The report indicates that economic growth is expected to increase in 2026 to around 2.4%. Potential upsides to the economic outlook arise from the deregulatory efforts which could spur investment, release supply constraints and reduce energy costs. The increase in labour productivity over the past three years could continue, especially if technology adoption accelerates.

The reduced taxation of tips and overtime pay, and the increases in the child tax credit, are expected to increase household incomes. However, reductions in Medicaid and food assistance, combined with higher tariffs, will lower real disposable incomes for people in the lowest third of the income distribution.

Higher tariffs create costs by distorting the allocation of productive resources. The tariffs can disrupt global supply chains and undermine the benefit of international trade. The US should work with its trading partners towards a coordinated reduction in trade restrictions and aim to reduce industrial policy distortions. Any trade and investment measures put in place for national security reasons should be applied narrowly, minimizing their negative effects.
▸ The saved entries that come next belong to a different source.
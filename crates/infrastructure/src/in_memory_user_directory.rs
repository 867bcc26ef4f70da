use std::collections::BTreeMap;

use async_trait::async_trait;
use mentorhub_application::UserDirectoryRepository;
use mentorhub_core::{AppError, AppResult};
use mentorhub_domain::{DirectoryUser, Role};
use tokio::sync::RwLock;

/// In-memory user directory for local development and tests.
#[derive(Debug, Default)]
pub struct InMemoryUserDirectory {
    users: RwLock<BTreeMap<String, DirectoryUser>>,
}

impl InMemoryUserDirectory {
    /// Creates an empty directory.
    #[must_use]
    pub fn new() -> Self {
        Self {
            users: RwLock::new(BTreeMap::new()),
        }
    }

    /// Creates a directory pre-populated with `users`.
    #[must_use]
    pub fn with_users(users: impl IntoIterator<Item = DirectoryUser>) -> Self {
        Self {
            users: RwLock::new(
                users
                    .into_iter()
                    .map(|user| (user.subject().to_owned(), user))
                    .collect(),
            ),
        }
    }

    async fn update_existing(
        &self,
        subject: &str,
        update: impl FnOnce(DirectoryUser) -> DirectoryUser,
    ) -> AppResult<()> {
        let mut users = self.users.write().await;
        let user = users
            .remove(subject)
            .ok_or_else(|| AppError::NotFound(format!("user '{subject}' does not exist")))?;
        users.insert(subject.to_owned(), update(user));
        Ok(())
    }
}

#[async_trait]
impl UserDirectoryRepository for InMemoryUserDirectory {
    async fn find_role_value(&self, subject: &str) -> AppResult<Option<String>> {
        Ok(self
            .users
            .read()
            .await
            .get(subject)
            .and_then(|user| user.role_value().map(ToOwned::to_owned)))
    }

    async fn find_user(&self, subject: &str) -> AppResult<Option<DirectoryUser>> {
        Ok(self.users.read().await.get(subject).cloned())
    }

    async fn ensure_user(&self, user: DirectoryUser) -> AppResult<DirectoryUser> {
        let mut users = self.users.write().await;
        Ok(users
            .entry(user.subject().to_owned())
            .or_insert(user)
            .clone())
    }

    async fn list_users(&self) -> AppResult<Vec<DirectoryUser>> {
        Ok(self.users.read().await.values().cloned().collect())
    }

    async fn save_role(&self, subject: &str, role: Role) -> AppResult<()> {
        self.update_existing(subject, |user| user.with_role(role))
            .await
    }

    async fn set_suspended(&self, subject: &str, suspended: bool) -> AppResult<()> {
        self.update_existing(subject, |user| user.with_suspended(suspended))
            .await
    }
}
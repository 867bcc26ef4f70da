use std::fmt::{Display, Formatter};
use std::str::FromStr;

use mentorhub_core::AppError;
use serde::{Deserialize, Serialize};

/// Integer privilege rank attached to a role.
///
/// Levels are compared, never added. The standard roles leave gaps between
/// levels so that new tiers can be slotted in without renumbering.
#[derive(Debug, Clone, Copy, PartialEq, Eq, PartialOrd, Ord, Hash, Serialize, Deserialize)]
#[serde(transparent)]
pub struct HierarchyLevel(u16);

impl HierarchyLevel {
    /// Level that grants nothing; used as the ceiling of roles that cannot assign roles.
    pub const NONE: Self = Self(0);

    /// Creates a level from its raw value.
    #[must_use]
    pub const fn new(value: u16) -> Self {
        Self(value)
    }

    /// Returns the raw level value.
    #[must_use]
    pub const fn value(self) -> u16 {
        self.0
    }
}

impl Display for HierarchyLevel {
    fn fmt(&self, formatter: &mut Formatter<'_>) -> std::fmt::Result {
        write!(formatter, "{}", self.0)
    }
}

/// Closed set of privilege tiers a platform user can hold.
///
/// Adding a role is a code change: the registry, the storage values and the
/// hierarchy all derive from this enum.
#[derive(Debug, Clone, Copy, PartialEq, Eq, PartialOrd, Ord, Hash, Serialize, Deserialize)]
#[serde(rename_all = "snake_case")]
pub enum Role {
    /// Unauthenticated or unresolved user. Least privilege.
    Guest,
    /// Registered student without a residency classification.
    Student,
    /// Student studying in their home country.
    DomesticStudent,
    /// Student studying abroad.
    InternationalStudent,
    /// Working professional.
    Professional,
    /// Graduate of a partner institution.
    Alumni,
    /// Approved mentor offering sessions.
    Mentor,
    /// Community moderator.
    Moderator,
    /// Platform administrator.
    Admin,
    /// Platform owner.
    SuperAdmin,
}

impl Role {
    /// Returns every role ordered by hierarchy level, lowest first.
    #[must_use]
    pub fn all() -> &'static [Self] {
        const ALL: &[Role] = &[
            Role::Guest,
            Role::Student,
            Role::DomesticStudent,
            Role::InternationalStudent,
            Role::Professional,
            Role::Alumni,
            Role::Mentor,
            Role::Moderator,
            Role::Admin,
            Role::SuperAdmin,
        ];

        ALL
    }

    /// Returns the hierarchy level of this role.
    #[must_use]
    pub const fn level(self) -> HierarchyLevel {
        let value = match self {
            Self::Guest => 10,
            Self::Student => 20,
            Self::DomesticStudent => 22,
            Self::InternationalStudent => 25,
            Self::Professional => 30,
            Self::Alumni => 35,
            Self::Mentor => 40,
            Self::Moderator => 60,
            Self::Admin => 80,
            Self::SuperAdmin => 100,
        };

        HierarchyLevel::new(value)
    }

    /// Returns a stable storage value for this role.
    #[must_use]
    pub fn as_str(&self) -> &'static str {
        match self {
            Self::Guest => "guest",
            Self::Student => "student",
            Self::DomesticStudent => "domestic_student",
            Self::InternationalStudent => "international_student",
            Self::Professional => "professional",
            Self::Alumni => "alumni",
            Self::Mentor => "mentor",
            Self::Moderator => "moderator",
            Self::Admin => "admin",
            Self::SuperAdmin => "super_admin",
        }
    }

    /// Returns the label shown in the admin console.
    #[must_use]
    pub fn display_name(&self) -> &'static str {
        match self {
            Self::Guest => "Guest",
            Self::Student => "Student",
            Self::DomesticStudent => "Domestic Student",
            Self::InternationalStudent => "International Student",
            Self::Professional => "Professional",
            Self::Alumni => "Alumni",
            Self::Mentor => "Mentor",
            Self::Moderator => "Moderator",
            Self::Admin => "Administrator",
            Self::SuperAdmin => "Super Administrator",
        }
    }

    /// Parses a stored role value, treating absent or unknown values as [`Role::Guest`].
    ///
    /// Stored documents may carry legacy or malformed values; none of them may
    /// resolve to anything above least privilege.
    #[must_use]
    pub fn parse_or_guest(value: Option<&str>) -> Self {
        value
            .and_then(|value| Self::from_str(value).ok())
            .unwrap_or(Self::Guest)
    }
}

impl Display for Role {
    fn fmt(&self, formatter: &mut Formatter<'_>) -> std::fmt::Result {
        formatter.write_str(self.as_str())
    }
}

impl FromStr for Role {
    type Err = AppError;

    fn from_str(value: &str) -> Result<Self, Self::Err> {
        match value {
            "guest" => Ok(Self::Guest),
            "student" => Ok(Self::Student),
            "domestic_student" => Ok(Self::DomesticStudent),
            "international_student" => Ok(Self::InternationalStudent),
            "professional" => Ok(Self::Professional),
            "alumni" => Ok(Self::Alumni),
            "mentor" => Ok(Self::Mentor),
            "moderator" => Ok(Self::Moderator),
            "admin" => Ok(Self::Admin),
            "super_admin" => Ok(Self::SuperAdmin),
            _ => Err(AppError::Validation(format!("unknown role value '{value}'"))),
        }
    }
}

#[cfg(test)]
mod tests {
    use std::str::FromStr;

    use super::{HierarchyLevel, Role};

    #[test]
    fn role_roundtrip_storage_value() {
        for role in Role::all() {
            let restored = Role::from_str(role.as_str());
            assert_eq!(restored.ok(), Some(*role));
        }
    }

    #[test]
    fn unknown_role_is_rejected() {
        assert!(Role::from_str("owner").is_err());
        assert!(Role::from_str("Admin").is_err());
    }

    #[test]
    fn levels_match_published_hierarchy() {
        let levels: Vec<u16> = Role::all().iter().map(|role| role.level().value()).collect();
        assert_eq!(levels, vec![10, 20, 22, 25, 30, 35, 40, 60, 80, 100]);
    }

    #[test]
    fn levels_are_strictly_increasing() {
        for pair in Role::all().windows(2) {
            assert!(pair[0].level() < pair[1].level());
        }
    }

    #[test]
    fn parse_or_guest_falls_back_for_unknown_and_missing_values() {
        assert_eq!(Role::parse_or_guest(Some("not_a_real_role")), Role::Guest);
        assert_eq!(Role::parse_or_guest(Some("")), Role::Guest);
        assert_eq!(Role::parse_or_guest(None), Role::Guest);
        assert_eq!(Role::parse_or_guest(Some("mentor")), Role::Mentor);
    }

    #[test]
    fn none_level_sits_below_every_role() {
        assert!(
            Role::all()
                .iter()
                .all(|role| role.level() > HierarchyLevel::NONE)
        );
    }

    #[test]
    fn serde_uses_storage_values() {
        let encoded = serde_json::to_string(&Role::InternationalStudent).ok();
        assert_eq!(encoded.as_deref(), Some("\"international_student\""));
    }
}
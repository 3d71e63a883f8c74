use super::{point_on_segment, side_of, Point, Side};
use crate::core::traits::ExactNum;
use std::fmt;

#[cfg(feature = "serde")]
use serde::{Deserialize, Serialize};

/// Directed line segment going from `start` to `end`.
///
/// Parametric positions along the segment follow `P(t) = start + t * (end - start)`, so `t = 0`
/// is `start` and `t = 1` is `end`. A segment and its [reverse](Segment::reverse) cover the same
/// points but swap which endpoint is `t = 0`.
#[cfg_attr(feature = "serde", derive(Serialize, Deserialize))]
#[derive(Debug, Clone, Default, PartialEq, Eq, Hash)]
pub struct Segment<T = i64> {
    pub start: Point<T>,
    pub end: Point<T>,
}

impl<T> Segment<T>
where
    T: ExactNum,
{
    #[inline]
    pub fn new(start: Point<T>, end: Point<T>) -> Self {
        Segment { start, end }
    }

    /// Same segment with `start` and `end` swapped.
    #[inline]
    pub fn reverse(&self) -> Self {
        Segment::new(self.end.clone(), self.start.clone())
    }

    /// Direction vector `end - start`.
    #[inline]
    pub fn direction(&self) -> Point<T> {
        &self.end - &self.start
    }

    /// Returns true if the segment has zero length.
    #[inline]
    pub fn is_point(&self) -> bool {
        self.start == self.end
    }

    /// Returns true if `point` lies on the segment (endpoints included), see [point_on_segment].
    #[inline]
    pub fn contains(&self, point: &Point<T>) -> bool {
        point_on_segment(point, self)
    }

    /// Side of the directed segment's infinite line that `point` lies on, see [side_of].
    #[inline]
    pub fn side_of(&self, point: &Point<T>) -> Side {
        side_of(point, self)
    }
}

impl<T> From<(Point<T>, Point<T>)> for Segment<T>
where
    T: ExactNum,
{
    #[inline]
    fn from((start, end): (Point<T>, Point<T>)) -> Self {
        Segment::new(start, end)
    }
}

impl<T> fmt::Display for Segment<T>
where
    T: fmt::Display,
{
    fn fmt(&self, f: &mut fmt::Formatter<'_>) -> fmt::Result {
        write!(f, "Segment({}, {})", self.start, self.end)
    }
}
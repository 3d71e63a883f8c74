use super::fence_edges;
use crate::core::{
    math::{classify, grazing_angle_key, Point, Segment, SegmentIntr, Side},
    traits::ExactNum,
};
use num_rational::Ratio;
use num_traits::{One, Signed, Zero};

/// Candidate edge hit by a sight line.
///
/// Field order is the ranking order: nearest first (parametric distance along the sight line),
/// then the edge turned furthest back toward the eye (smallest grazing angle key), then lowest
/// edge index.
#[derive(Debug, Clone, PartialEq, Eq, PartialOrd, Ord)]
struct SightHit<T>
where
    T: ExactNum,
{
    dist: Ratio<T>,
    angle_key: Ratio<T>,
    edge_index: usize,
}

#[inline]
fn keep_nearest<T>(current: &mut Option<SightHit<T>>, hit: SightHit<T>)
where
    T: ExactNum,
{
    if current.as_ref().map_or(true, |c| hit < *c) {
        *current = Some(hit);
    }
}

/// Determine which edges of the fence given by `vertexes` are (fully or partially) visible from
/// `eye`.
///
/// Returns one flag per edge, edge `i` goes from vertex `i` to vertex `(i + 1) % N`. Fewer than
/// three vertexes never have visible edges.
///
/// A sight line is cast from `eye` to every vertex and classified against every edge. Edges hit
/// at or beyond the eye are split into two candidate groups, those on the left of the sight line
/// and those on the right. An edge whose interior is crossed belongs to both groups. An edge that
/// is only touched at one of its end points belongs to the group on the side of its other end
/// point (edges lying along the sight line belong to neither). The nearest edge of each group is
/// visible; among edges touched at the same point the one with the smallest
/// [grazing_angle_key] wins.
///
/// Results are only meaningful for simple fences, see
/// [validate_fence](super::validate_fence). Cost is O(N²).
///
/// # Examples
///
/// ```
/// # use closed_fences::core::math::*;
/// # use closed_fences::fence::*;
/// let fence = [point(0, 0), point(2, 0), point(2, 2), point(0, 2), point(1, 1)];
/// assert_eq!(
///     visible_edges(&point(0, 1), &fence),
///     vec![false, false, false, true, true]
/// );
/// ```
pub fn visible_edges<T>(eye: &Point<T>, vertexes: &[Point<T>]) -> Vec<bool>
where
    T: ExactNum,
{
    let vertex_count = vertexes.len();
    let mut visible = vec![false; vertex_count];
    if vertex_count < 3 {
        return visible;
    }

    let edges: Vec<Segment<T>> = fence_edges(vertexes).collect();

    for (vertex_index, target) in vertexes.iter().enumerate() {
        let sight = Segment::new(eye.clone(), target.clone());
        let (left, right) = nearest_hits(&sight, &edges);

        if let Some(hit) = left {
            log::trace!(
                "sight line to vertex {}: left edge {} at {}",
                vertex_index,
                hit.edge_index,
                hit.dist
            );
            visible[hit.edge_index] = true;
        }

        if let Some(hit) = right {
            log::trace!(
                "sight line to vertex {}: right edge {} at {}",
                vertex_index,
                hit.edge_index,
                hit.dist
            );
            visible[hit.edge_index] = true;
        }
    }

    visible
}

/// Nearest (left, right) edge hits along `sight`.
fn nearest_hits<T>(
    sight: &Segment<T>,
    edges: &[Segment<T>],
) -> (Option<SightHit<T>>, Option<SightHit<T>>)
where
    T: ExactNum,
{
    let zero = Ratio::<T>::zero();
    let one = Ratio::<T>::one();

    let mut left = None;
    let mut right = None;

    for (edge_index, edge) in edges.iter().enumerate() {
        // t is along the edge, s is along the sight line
        let (t, s) = match classify(edge, sight) {
            SegmentIntr::Intersect { t, s } => (t, s),
            _ => continue,
        };

        if s.is_negative() || t < zero || t > one {
            continue;
        }

        if t > zero && t < one {
            // sight line passes through the edge interior, blocks both sides
            let hit = SightHit {
                dist: s,
                angle_key: Ratio::zero(),
                edge_index,
            };
            keep_nearest(&mut left, hit.clone());
            keep_nearest(&mut right, hit);
            continue;
        }

        // sight line touches an edge end point, orient the edge away from the touched point
        let away = if t.is_zero() {
            edge.clone()
        } else {
            edge.reverse()
        };

        let hit = SightHit {
            dist: s,
            angle_key: grazing_angle_key(sight, &away),
            edge_index,
        };

        match sight.side_of(&away.end) {
            Side::Left => keep_nearest(&mut left, hit),
            Side::Right => keep_nearest(&mut right, hit),
            Side::Collinear => {}
        }
    }

    (left, right)
}
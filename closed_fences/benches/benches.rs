use closed_fences::{core::math::point, fence::Fence};
use criterion::{criterion_group, criterion_main, Bencher, BenchmarkId, Criterion};
use num_bigint::BigInt;
use test_fences::*;

fn bench_validate(b: &mut Bencher, fence: &Fence<i64>) {
    b.iter(|| {
        fence.validate();
    })
}

fn bench_visible_edges(b: &mut Bencher, fence: &Fence<i64>) {
    let eye = point(fence.vertex_count() as i64 / 4, -2);
    b.iter(|| {
        fence.visible_edges(&eye);
    })
}

fn bench_visible_edges_big_int(b: &mut Bencher, fence: &Fence<BigInt>) {
    let eye = point(BigInt::from(fence.vertex_count() / 4), BigInt::from(-2));
    b.iter(|| {
        fence.visible_edges(&eye);
    })
}

fn validate_group(c: &mut Criterion) {
    let mut group = c.benchmark_group("validate_fence");
    let tooth_counts = &[5, 50, 250];
    for &i in tooth_counts {
        group.bench_with_input(BenchmarkId::new("comb", i), &i, |b, i| {
            bench_validate(b, &comb(*i))
        });
    }

    group.finish();
}

fn visible_edges_group(c: &mut Criterion) {
    let mut group = c.benchmark_group("visible_edges");
    let tooth_counts = &[5, 25, 50];
    for &i in tooth_counts {
        group.bench_with_input(BenchmarkId::new("comb_i64", i), &i, |b, i| {
            bench_visible_edges(b, &comb(*i))
        });
        group.bench_with_input(BenchmarkId::new("comb_big_int", i), &i, |b, i| {
            bench_visible_edges_big_int(b, &comb(*i))
        });
    }

    group.finish();
}

criterion_group!(fence_benches, validate_group, visible_edges_group,);
criterion_main!(fence_benches);
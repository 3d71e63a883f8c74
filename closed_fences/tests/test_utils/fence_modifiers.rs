use closed_fences::fence::Fence;

/// Cycles all the vertex index positions forward by `n`. E.g. vertex `n` becomes vertex 0, so
/// edge `i` of the result is edge `(i + n) % len` of the input.
pub fn cycle_start_index_forward(input: &Fence, n: usize) -> Fence {
    assert!(n > 0, "cycling forward by 0 just returns the same fence");
    assert!(
        n < input.vertex_count(),
        "cycling forward by more than the fence length is unnecessary"
    );
    input
        .vertexes()
        .iter()
        .cycle()
        .skip(n)
        .take(input.vertex_count())
        .cloned()
        .collect()
}

/// Reverses the vertex order. Edge `j` of the result is edge `(len - 2 - j) % len` of the input.
pub fn invert_direction(input: &Fence) -> Fence {
    input.vertexes().iter().rev().cloned().collect()
}

#[derive(Debug, Clone, Copy)]
pub struct ModifiedFenceState {
    pub inverted_direction: bool,
    pub cycle_position: usize,
}

impl ModifiedFenceState {
    pub fn new(inverted_direction: bool, cycle_position: usize) -> Self {
        Self {
            inverted_direction,
            cycle_position,
        }
    }

    /// Map an edge index of the modified fence back to the edge index of the input fence.
    pub fn original_edge_index(&self, edge_index: usize, vertex_count: usize) -> usize {
        let cycled = (edge_index + self.cycle_position) % vertex_count;
        if self.inverted_direction {
            (2 * vertex_count - 2 - cycled) % vertex_count
        } else {
            cycled
        }
    }
}

/// Visit the input fence and every variation of it with a different start vertex and, if
/// `include_inverted` is set, the reversed versions of all of those.
pub fn visit_modified_fences<F>(input: &Fence, include_inverted: bool, mut visitor: F)
where
    F: FnMut(Fence, ModifiedFenceState),
{
    let vertex_count = input.vertex_count();
    let mut visit_cycles = |fence: &Fence, inverted: bool| {
        visitor(fence.clone(), ModifiedFenceState::new(inverted, 0));
        for n in 1..vertex_count {
            visitor(
                cycle_start_index_forward(fence, n),
                ModifiedFenceState::new(inverted, n),
            );
        }
    };

    visit_cycles(input, false);
    if include_inverted {
        visit_cycles(&invert_direction(input), true);
    }
}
The IMF report recommends that a different set of policies could better achieve the administration’s goals without the negative outward spillovers, and with a more favourable distributional outcome. The policies could include permanently applying full expensing to all corporate investment and providing tax incentives for private savings. A range of opportunities for tax avoidance could be removed. The earned income tax credit could be increased, and the child tax credit could be better targeted. The tariffs could be replaced with a destination-based consumption tax.